The church is south-facing and has some exterior features shared by the Costa churches: a Sarnico sandstone porch with an elegant portal, with a mixtilinear cornice contrasting with the rigorous simplicity of the architectural forms of the rest of the building.
Inside it is clear that the sanctuary corresponds to an older church, to which the current single-nave was added in the 16th Century, covered by a wooden ceiling. The simplicity of the church is also revealed in the scagliola technique frontals of the altar (1731), which replicate the rich marble furnishings of the Sebino churches. Marble is reserved for the holy oil and relic tabernacles and the frame of the high altar which originally housed the modest painting of the Madonna in Glory between Saints Bartholomew and Gotthard now in the nave. The frame of the St. Rocco altarpiece, on the other hand, is ornately carved and gilded, painted the mid 17th Century by an artist of average skills influenced by Domenico Carpinoni. Next to it is a beautiful and recent painting by Emilio Del Prato (The Good Samaritan).
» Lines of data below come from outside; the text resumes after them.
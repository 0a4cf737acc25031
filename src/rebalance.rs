//! Rebalancing policies.
//!
//! A policy is a pure decision: given the weights currently held and the
//! target, it returns the weights to hold next together with an explicit flag
//! saying whether a rebalance happened. Callers never compare weight vectors
//! to infer the flag.

use crate::portfolio::WeightVector;
use serde::{Deserialize, Serialize};

/// Default drift tolerance for threshold rebalancing.
pub const DEFAULT_DRIFT_TOLERANCE: f64 = 0.02;

/// Which policy family to use; resolved into a [`RebalancePolicy`] with engine parameters.
#[derive(Debug, Clone, Copy, PartialEq, Eq, Default, Serialize, Deserialize)]
#[serde(rename_all = "kebab-case")]
pub enum RebalanceMode {
    #[default]
    ThresholdDrift,
    Periodic,
}

#[derive(Debug, Clone, Copy, PartialEq, Serialize, Deserialize)]
pub enum RebalancePolicy {
    /// Snap the whole vector to target when any target ticker drifts more than `tolerance`.
    ThresholdDrift { tolerance: f64 },
    /// Snap to target every `every` steps, skipping step 0.
    Periodic { every: usize },
}

impl Default for RebalancePolicy {
    fn default() -> Self {
        RebalancePolicy::ThresholdDrift {
            tolerance: DEFAULT_DRIFT_TOLERANCE,
        }
    }
}

/// Outcome of one policy consultation.
#[derive(Debug, Clone, PartialEq)]
pub struct RebalanceDecision {
    pub weights: WeightVector,
    pub rebalanced: bool,
}

impl RebalancePolicy {
    pub fn from_mode(mode: RebalanceMode, tolerance: f64, every: usize) -> Self {
        match mode {
            RebalanceMode::ThresholdDrift => RebalancePolicy::ThresholdDrift { tolerance },
            RebalanceMode::Periodic => RebalancePolicy::Periodic { every },
        }
    }

    /// Decide the weights for `step`.
    pub fn decide(
        &self,
        step: usize,
        current: &WeightVector,
        target: &WeightVector,
    ) -> RebalanceDecision {
        let rebalance = match *self {
            RebalancePolicy::ThresholdDrift { tolerance } => target
                .iter()
                .any(|(ticker, w)| (current.get(ticker) - w).abs() > tolerance),
            RebalancePolicy::Periodic { every } => every > 0 && step > 0 && step % every == 0,
        };

        if rebalance {
            RebalanceDecision {
                weights: target.clone(),
                rebalanced: true,
            }
        } else {
            RebalanceDecision {
                weights: current.clone(),
                rebalanced: false,
            }
        }
    }
}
The most interesting works in the church are the paintings in the sanctuary: the large and crowded Crucifixion on the altar, the Baptism of Christ and the Last Supper on the left wall and the theories of saints that had to cover the walls on the left and right, now flush with the paving due to the raising of the floor. The paintings can be connected to a dissemination of a version of Giotto styles popular in the 70s and 80s of the 14th Century, and in particular are associated with the activity of the so-called Master of Cambianica, the artist of the paintings of San Michele (St. Michael) in Tavernola.
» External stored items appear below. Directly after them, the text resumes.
//! Error types for the simulation engines.

use thiserror::Error;

/// Main error type for the portfolio and pairs engines.
#[derive(Error, Debug)]
pub enum EngineError {
    #[error("Insufficient data for {what}: need at least {required} observations, got {available}")]
    InsufficientData {
        what: String,
        required: usize,
        available: usize,
    },

    #[error("Invalid weights: {0}")]
    InvalidWeights(String),

    #[error("Schema violation: {0}")]
    SchemaViolation(String),

    #[error("Estimator unavailable: {0}")]
    MissingEstimator(String),

    #[error("CSV parsing error: {0}")]
    CsvError(#[from] csv::Error),

    #[error("IO error: {0}")]
    IoError(#[from] std::io::Error),

    #[error("Date parsing error: {0}")]
    DateParseError(#[from] chrono::ParseError),

    #[error("JSON serialization error: {0}")]
    JsonError(#[from] serde_json::Error),

    #[error("TOML parsing error: {0}")]
    TomlError(#[from] toml::de::Error),

    #[error("Invalid configuration: {0}")]
    ConfigError(String),

    #[error("Invalid input: {0}")]
    InvalidInput(String),
}

impl EngineError {
    /// Shorthand for an [`EngineError::InsufficientData`] error.
    pub fn insufficient(what: impl Into<String>, required: usize, available: usize) -> Self {
        EngineError::InsufficientData {
            what: what.into(),
            required,
            available,
        }
    }

    /// True for conditions the engines resolve into a zeroed result.
    pub fn is_insufficient_data(&self) -> bool {
        matches!(self, EngineError::InsufficientData { .. })
    }
}

/// Result type alias for engine operations.
pub type Result<T> = std::result::Result<T, EngineError>;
Within this cycle and of particular interest is the Last Supper which, due to the date of around 1380-1390, represents an early witness to the dissemination of this theme from the North European area (especially Flanders) along the long routes of the travelling merchants.
For more information:
A. MAZZUCCHELLI, Gli affreschi di Branico fra storia e arte, in Johannes de Volpino. Un caso nel Trecento pittorico nel solco dell’Oglio e dell’Adige, a cura di G. Maculotti, A. Zaina, Sarezzo 2012, pp. 43-50.
Ricordi e immagini di una comunità in cammino, Costa Volpino 2003.